Mom may not have had a formal education, but she spoke like an English or Theatrical Arts major because her vocabulary had an intellectual and dramatic flair. Instead of saying No Way!
Tilly would exclaim, Not for love nor money!
Instead of cold-weather Canadianisms like You’ll freeze your arse off out there! she would say the weather wasn’t fit for man nor beast! She wasn’t sick to her stomach; she felt bilious and she wasn’t stuffed after a big meal, she was as full as a tick. When Mom took a swig of Diet Coke, she would emphatically announce with pleasure, Nectar of the gods! And something done well wasn’t just great, it was masterful. She was passionate.
At the family cottage one summer, we watched from the shore as our boat capsized with my father, my brother Rick, and our friends on board. Mom bolted from the cottage in her bra and shorts and ran to the dock where she watched the scene, panic-stricken. Thankfully, everyone was safely rescued. Later that evening, while discussing the incident, Mom explained to everyone that she was so terrified, she ran out of the cottage "in my Maidenform!"
Mom’s kindness was unparalleled. She used her own version of Rousseau’s quote about breaking the mold when she said respectfully to my father, quite a few times, "When God made you Cal, He broke the mold". She often called my father duck
, an English term of endearment.
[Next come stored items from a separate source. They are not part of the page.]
//! Runs the console's long-lived processes (view pollers, snapshot
//! reporters) concurrently and shuts them down together.
//!
//! - Every process receives a shared [`CancellationToken`]
//! - The first process error, SIGINT or SIGTERM cancels all of them
//! - Closers run afterwards, bounded by a timeout, whatever the outcome
//!
//! # Example
//!
//! ```no_run
//! use netadmin_runner::Runner;
//! use std::time::Duration;
//!
//! #[tokio::main]
//! async fn main() -> anyhow::Result<()> {
//!     Runner::new()
//!         .with_named_process("heartbeat", |ctx| async move {
//!             loop {
//!                 tokio::select! {
//!                     _ = ctx.cancelled() => break,
//!                     _ = tokio::time::sleep(Duration::from_secs(1)) => {
//!                         tracing::info!("still polling");
//!                     }
//!                 }
//!             }
//!             Ok(())
//!         })
//!         .with_closer(|| async move { Ok(()) })
//!         .run()
//!         .await
//! }
//! ```

use std::future::Future;
use std::pin::Pin;
use std::time::Duration;
use tokio::task::JoinSet;
use tokio_util::sync::CancellationToken;

/// Future returned by app processes and closers
pub type ProcessFuture = Pin<Box<dyn Future<Output = anyhow::Result<()>> + Send>>;

/// A long-running process. Receives the runner's cancellation token.
pub type AppProcess = Box<dyn FnOnce(CancellationToken) -> ProcessFuture + Send>;

/// Cleanup executed after every process has stopped
pub type Closer = Box<dyn FnOnce() -> ProcessFuture + Send>;

struct NamedProcess {
    name: String,
    process: AppProcess,
}

pub struct Runner {
    processes: Vec<NamedProcess>,
    closers: Vec<Closer>,
    closer_timeout: Duration,
    cancellation_token: CancellationToken,
    handle_signals: bool,
}

impl Default for Runner {
    fn default() -> Self {
        Self::new()
    }
}

impl Runner {
    /// Closer timeout defaults to 10 seconds; OS signals are handled.
    pub fn new() -> Self {
        Self {
            processes: Vec::new(),
            closers: Vec::new(),
            closer_timeout: Duration::from_secs(10),
            cancellation_token: CancellationToken::new(),
            handle_signals: true,
        }
    }

    /// Adds a process; its name is used in logs
    pub fn with_named_process<F, Fut>(mut self, name: impl Into<String>, process: F) -> Self
    where
        F: FnOnce(CancellationToken) -> Fut + Send + 'static,
        Fut: Future<Output = anyhow::Result<()>> + Send + 'static,
    {
        self.processes.push(NamedProcess {
            name: name.into(),
            process: Box::new(|token| Box::pin(process(token))),
        });
        self
    }

    /// Adds a closer. All closers run concurrently after the processes stop,
    /// even if some of them fail.
    pub fn with_closer<F, Fut>(mut self, closer: F) -> Self
    where
        F: FnOnce() -> Fut + Send + 'static,
        Fut: Future<Output = anyhow::Result<()>> + Send + 'static,
    {
        self.closers.push(Box::new(|| Box::pin(closer())));
        self
    }

    pub fn with_closer_timeout(mut self, timeout: Duration) -> Self {
        self.closer_timeout = timeout;
        self
    }

    /// Use an externally owned token, e.g. to stop the runner from a test
    pub fn with_cancellation_token(mut self, token: CancellationToken) -> Self {
        self.cancellation_token = token;
        self
    }

    /// Disable SIGINT/SIGTERM handling
    pub fn without_signal_handlers(mut self) -> Self {
        self.handle_signals = false;
        self
    }

    /// Run every process until one fails, all finish, or shutdown is
    /// requested; then run the closers. Returns the first process error.
    pub async fn run(self) -> anyhow::Result<()> {
        let token = self.cancellation_token;
        let mut join_set = JoinSet::new();

        for NamedProcess { name, process } in self.processes {
            let process_token = token.clone();
            join_set.spawn(async move {
                tracing::debug!(process = %name, "starting process");
                let result = process(process_token).await;
                (name, result)
            });
        }

        if self.handle_signals {
            spawn_signal_handlers(token.clone());
        }

        let mut first_error = None;
        while let Some(joined) = join_set.join_next().await {
            match joined {
                Ok((name, Ok(()))) => {
                    tracing::debug!(process = %name, "process completed");
                }
                Ok((name, Err(err))) => {
                    if !token.is_cancelled() {
                        tracing::error!(process = %name, "process error: {:#}", err);
                        first_error = Some(err.context(format!("process {} failed", name)));
                        token.cancel();
                    }
                }
                Err(err) => {
                    tracing::error!("process panicked: {}", err);
                    if first_error.is_none() {
                        first_error = Some(anyhow::anyhow!("process panicked: {}", err));
                    }
                    token.cancel();
                }
            }

            if token.is_cancelled() {
                break;
            }
        }

        join_set.shutdown().await;

        if !self.closers.is_empty() {
            tracing::info!("running closers with timeout of {:?}", self.closer_timeout);
            match tokio::time::timeout(self.closer_timeout, run_closers(self.closers)).await {
                Ok(()) => tracing::info!("all closers completed"),
                Err(_) => tracing::error!("closers timed out after {:?}", self.closer_timeout),
            }
        }

        match first_error {
            Some(err) => Err(err),
            None => Ok(()),
        }
    }
}

fn spawn_signal_handlers(token: CancellationToken) {
    let ctrl_c_token = token.clone();
    tokio::spawn(async move {
        match tokio::signal::ctrl_c().await {
            Ok(()) => {
                tracing::info!("received shutdown signal");
                ctrl_c_token.cancel();
            }
            Err(err) => tracing::error!("error setting up signal handler: {}", err),
        }
    });

    #[cfg(unix)]
    tokio::spawn(async move {
        use tokio::signal::unix::{signal, SignalKind};
        match signal(SignalKind::terminate()) {
            Ok(mut sigterm) => {
                sigterm.recv().await;
                tracing::info!("received SIGTERM signal");
                token.cancel();
            }
            Err(err) => tracing::error!("error setting up SIGTERM handler: {}", err),
        }
    });
}

async fn run_closers(closers: Vec<Closer>) {
    let mut closer_set = JoinSet::new();
    for closer in closers {
        closer_set.spawn(async move { closer().await });
    }

    while let Some(result) = closer_set.join_next().await {
        match result {
            Ok(Ok(())) => tracing::debug!("closer completed"),
            Ok(Err(err)) => tracing::error!("closer error: {:#}", err),
            Err(err) => tracing::error!("closer panicked: {}", err),
        }
    }
}

#[cfg(test)]
mod tests {
    use super::*;
    use std::sync::atomic::{AtomicBool, AtomicUsize, Ordering};
    use std::sync::Arc;

    #[tokio::test]
    async fn test_cancellation_stops_processes_and_runs_closers() {
        let closer_called = Arc::new(AtomicBool::new(false));
        let closer_flag = closer_called.clone();
        let token = CancellationToken::new();
        let cancel = token.clone();

        tokio::spawn(async move {
            tokio::time::sleep(Duration::from_millis(50)).await;
            cancel.cancel();
        });

        let result = Runner::new()
            .without_signal_handlers()
            .with_cancellation_token(token)
            .with_named_process("waiter", |ctx| async move {
                ctx.cancelled().await;
                Ok(())
            })
            .with_closer(move || async move {
                closer_flag.store(true, Ordering::SeqCst);
                Ok(())
            })
            .run()
            .await;

        assert!(result.is_ok());
        assert!(closer_called.load(Ordering::SeqCst));
    }

    #[tokio::test]
    async fn test_process_error_cancels_siblings() {
        let sibling_stopped = Arc::new(AtomicBool::new(false));
        let stopped = sibling_stopped.clone();

        let result = Runner::new()
            .without_signal_handlers()
            .with_named_process("failing", |_ctx| async move {
                Err(anyhow::anyhow!("boom"))
            })
            .with_named_process("sibling", move |ctx| async move {
                ctx.cancelled().await;
                stopped.store(true, Ordering::SeqCst);
                Ok(())
            })
            .run()
            .await;

        let err = result.unwrap_err();
        assert!(format!("{:#}", err).contains("failing"));
        assert!(format!("{:#}", err).contains("boom"));
    }

    #[tokio::test]
    async fn test_completes_when_all_processes_finish() {
        let closers_run = Arc::new(AtomicUsize::new(0));
        let first = closers_run.clone();
        let second = closers_run.clone();

        let result = Runner::new()
            .without_signal_handlers()
            .with_named_process("one-shot", |_ctx| async move { Ok(()) })
            .with_closer(move || async move {
                first.fetch_add(1, Ordering::SeqCst);
                Ok(())
            })
            .with_closer(move || async move {
                second.fetch_add(1, Ordering::SeqCst);
                Err(anyhow::anyhow!("closer failure is only logged"))
            })
            .run()
            .await;

        assert!(result.is_ok());
        assert_eq!(closers_run.load(Ordering::SeqCst), 2);
    }

    #[tokio::test(start_paused = true)]
    async fn test_closer_timeout() {
        let result = Runner::new()
            .without_signal_handlers()
            .with_named_process("one-shot", |_ctx| async move { Ok(()) })
            .with_closer(|| async move {
                tokio::time::sleep(Duration::from_secs(60)).await;
                Ok(())
            })
            .with_closer_timeout(Duration::from_secs(1))
            .run()
            .await;

        assert!(result.is_ok());
    }
}
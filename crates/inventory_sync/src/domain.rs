mod dashboard;
mod fetchers;
mod reconciliation_poller;
mod search;
mod session_service;
mod snapshot;
mod status;
mod workflow;
mod workflow_controller;

pub use dashboard::*;
pub use fetchers::*;
pub use reconciliation_poller::*;
pub use search::*;
pub use session_service::*;
pub use snapshot::*;
pub use status::*;
pub use workflow::*;
pub use workflow_controller::*;
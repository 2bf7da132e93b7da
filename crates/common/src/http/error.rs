use crate::auth::ResponseClass;
use crate::domain::DomainError;
use serde_json::Value;

/// Extract the human-readable message from an error body.
///
/// The service reports failures as `{"detail": ...}` where `detail` is either
/// a string or a list of field errors each carrying a `msg`.
pub fn remote_message(body: &str) -> Option<String> {
    let value: Value = serde_json::from_str(body).ok()?;
    let detail = value.get("detail")?;

    match detail {
        Value::String(msg) if !msg.trim().is_empty() => Some(msg.trim().to_string()),
        Value::Array(items) => {
            let messages: Vec<String> = items
                .iter()
                .filter_map(|item| {
                    let msg = item.get("msg")?.as_str()?;
                    let field = item
                        .get("loc")
                        .and_then(Value::as_array)
                        .and_then(|loc| loc.last())
                        .and_then(Value::as_str);
                    Some(match field {
                        Some(field) => format!("{}: {}", field, msg),
                        None => msg.to_string(),
                    })
                })
                .collect();
            if messages.is_empty() {
                None
            } else {
                Some(messages.join(", "))
            }
        }
        _ => None,
    }
}

/// Map a non-success response class and its body to a domain error
pub fn status_error(class: ResponseClass, body: &str) -> DomainError {
    let message = remote_message(body).unwrap_or_default();
    match class {
        ResponseClass::Unauthorized => DomainError::Unauthorized(if message.is_empty() {
            "credential missing or expired".to_string()
        } else {
            message
        }),
        ResponseClass::Forbidden => DomainError::PermissionDenied(message),
        ResponseClass::Other(404) => DomainError::NotFound(message),
        ResponseClass::Other(status) => DomainError::ServiceError { status, message },
        // Callers only map failures; a success class here means a bug upstream
        ResponseClass::Ok => DomainError::ServiceError {
            status: 200,
            message,
        },
    }
}
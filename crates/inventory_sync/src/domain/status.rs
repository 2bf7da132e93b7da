use common::domain::{Device, ScanResult};

/// Reachability verdict for a scan history ordered oldest first.
///
/// Online iff the history is non-empty and its last entry succeeded; a device
/// that was never scanned is offline.
pub fn derive_status(scan_results: &[ScanResult]) -> bool {
    scan_results.last().is_some_and(|scan| scan.status)
}

/// Display form of [`derive_status`]
#[derive(Debug, Clone, Copy, PartialEq, Eq, Hash)]
pub enum Reachability {
    Online,
    Offline,
}

impl Reachability {
    pub fn from_status(online: bool) -> Self {
        if online {
            Reachability::Online
        } else {
            Reachability::Offline
        }
    }

    pub fn of(device: &Device) -> Self {
        Self::from_status(derive_status(&device.scan_results))
    }

    pub fn is_online(self) -> bool {
        self == Reachability::Online
    }

    pub fn label(self) -> &'static str {
        match self {
            Reachability::Online => "Online",
            Reachability::Offline => "Offline",
        }
    }
}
In reference to inter-racial marriage, I once heard her remark with a smile that chocolate and vanilla go together. Although I remember some commonly used parental threats like, if I have to come up those stairs, and the next one who acts up gets the wooden spoon, she didn’t admonish and we never got the spoon. Tilly was never forceful, offensive, or condescending.
She was nearly perfect, really. But she did swear. In Tilly’s defense, swearing is widespread among Canadians and my family was no exception. In fact, Canadians swear more than the people of most countries, so we come by our curses culturally. Tilly was both a Canadian and a wordsmith for whom word choice was based more on economy than the avoidance of censorship. If she did make some off-color remarks, they were never objectionable. To swear without obscenity is an art form, and she possessed the gift. I especially liked when she’d say something was as useless as tits on a hen, perhaps the bawdiest of her expressions, which she used when cursing a broken appliance or utensil. She did adopt the use of F-bombs like most of us did back in the sixties, but, unlike me, she used them judiciously.